Computer Virus - An Introduction

A computer virus is a program which enters and operates illegally into a system with the purpose of disturbing its operation. Computer virus has the capacity to replicate, which it uses to proliferate in a machine and affect its software and hardware.

Sources of infection. Computer viruses can spread through any computer compatible mode you can think of. Emails, messenger messages, attachments, files, pen drives, floppies, CDs or any file generated from a virus affected system. As soon as the viral code executes in your machine, the virus activates, starts replicating and takes over your system completely.

Types of computer virus. Based upon the areas in your computer that these viruses attack, they are of the following varieties:

- File infector viruses. These are quite common viruses which tag themselves to the files executing in your machine. These viruses can be attached generally with any number of system files having extensions, .EXE, .COM, .SYS, .PRG, .OVL, and .MNU. As these files run on your machine, viruses get activated and start duplicating. Eventually, viruses spread in the whole of your machine. Some file infector viruses may stay in your system’s memory and keep infecting files from even there.
- Boot sector viruses. Also called as bimodal viruses, they attach themselves to DOS boot sector and start affecting the coding of some system files. Their variant Master Boot Record (MBR) viruses adhere themselves to MBR sector on your machine’s hard disk. Once infected booting happens, the virus lodges in your system’s memory and starts affecting the other data storage media such as CD, floppies and pen drives, as you save data from your infected system on to these. Now, these media when inserted in another computer will infect it as well, if it does not have antivirus installed in it. These days however, with the floppies becoming obsolete, these viruses are also reduced to insignificance.
- Macro viruses. They are the commonest, simplest and the easiest to handle of all the computer viruses. Usually they affect MS Office files such as MS Word files, Excel sheets, Access databases, and PowerPoint. Macro viruses are coded in Visual Basic (VB) and blight your system when the application with which they are associated is running. An example of macro virus impact is insertion of some data in the spreadsheet your system processes. Melissa.A and Bablas. Pc is a couple of common macro viruses.
- Network viruses. As the name suggests, these viruses originate from and affect computer networks such as LAN and WAN. Network viruses defile any shared computer resources such as folders, files, drives etc. These viruses keep spreading from one system of an infected network to another. Nimda and SQLSlammer are two examples of network viruses.
- Multi-partite viruses. Their nature is a mix of more than one type of viruses and spread through infected media. For example, viruses acting both as MBR virus as well as file infector virus.
- Worms. These are viruses that can replicate themselves, are sent via your computer’s network and use your machine’s memory to execute. Worms however, proliferate as simple emails without attachment. They cannot be spread as attachments.

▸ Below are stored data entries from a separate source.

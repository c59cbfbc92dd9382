//! Configuration errors.
//!
//! | Variant | Code |
//! |---------|------|
//! | [`ConfigError::ReadFile`] | `CONFIG_READ_FILE` |
//! | [`ConfigError::ParseToml`] | `CONFIG_PARSE_TOML` |
//! | [`ConfigError::InvalidEnvVar`] | `CONFIG_INVALID_ENV_VAR` |
//!
//! None are recoverable: the process should not start on a bad config.

use cells_types::ErrorCode;
use std::path::PathBuf;
use thiserror::Error;

#[derive(Debug, Error)]
pub enum ConfigError {
    #[error("failed to read config file '{path}': {source}")]
    ReadFile {
        path: PathBuf,
        #[source]
        source: std::io::Error,
    },

    #[error("failed to parse config file '{path}': {source}")]
    ParseToml {
        path: PathBuf,
        #[source]
        source: toml::de::Error,
    },

    #[error("invalid value for environment variable '{name}': {message}")]
    InvalidEnvVar { name: String, message: String },
}

impl ConfigError {
    pub fn read_file(path: impl Into<PathBuf>, source: std::io::Error) -> Self {
        Self::ReadFile {
            path: path.into(),
            source,
        }
    }

    pub fn parse_toml(path: impl Into<PathBuf>, source: toml::de::Error) -> Self {
        Self::ParseToml {
            path: path.into(),
            source,
        }
    }

    pub fn invalid_env_var(name: impl Into<String>, message: impl Into<String>) -> Self {
        Self::InvalidEnvVar {
            name: name.into(),
            message: message.into(),
        }
    }
}

impl ErrorCode for ConfigError {
    fn code(&self) -> &'static str {
        match self {
            Self::ReadFile { .. } => "CONFIG_READ_FILE",
            Self::ParseToml { .. } => "CONFIG_PARSE_TOML",
            Self::InvalidEnvVar { .. } => "CONFIG_INVALID_ENV_VAR",
        }
    }

    fn is_recoverable(&self) -> bool {
        false
    }
}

Impact of computer viruses. Computer viruses may infect your system at all levels, basic to complex. They may wipe, alter or damage the data from your computer, some may go to the extent of damaging your hard disk and you may need to reformat it. Some viruses may slow down your system by using your computer’s memory and hard disk space.

Combating computer virus. Installing registered version of a reputed antivirus on your computer, generally keeps your system fit. Antivirus removes the viruses it is able to detect on your system and prohibits the others from entering. Needless to say, keep your antivirus updated regularly.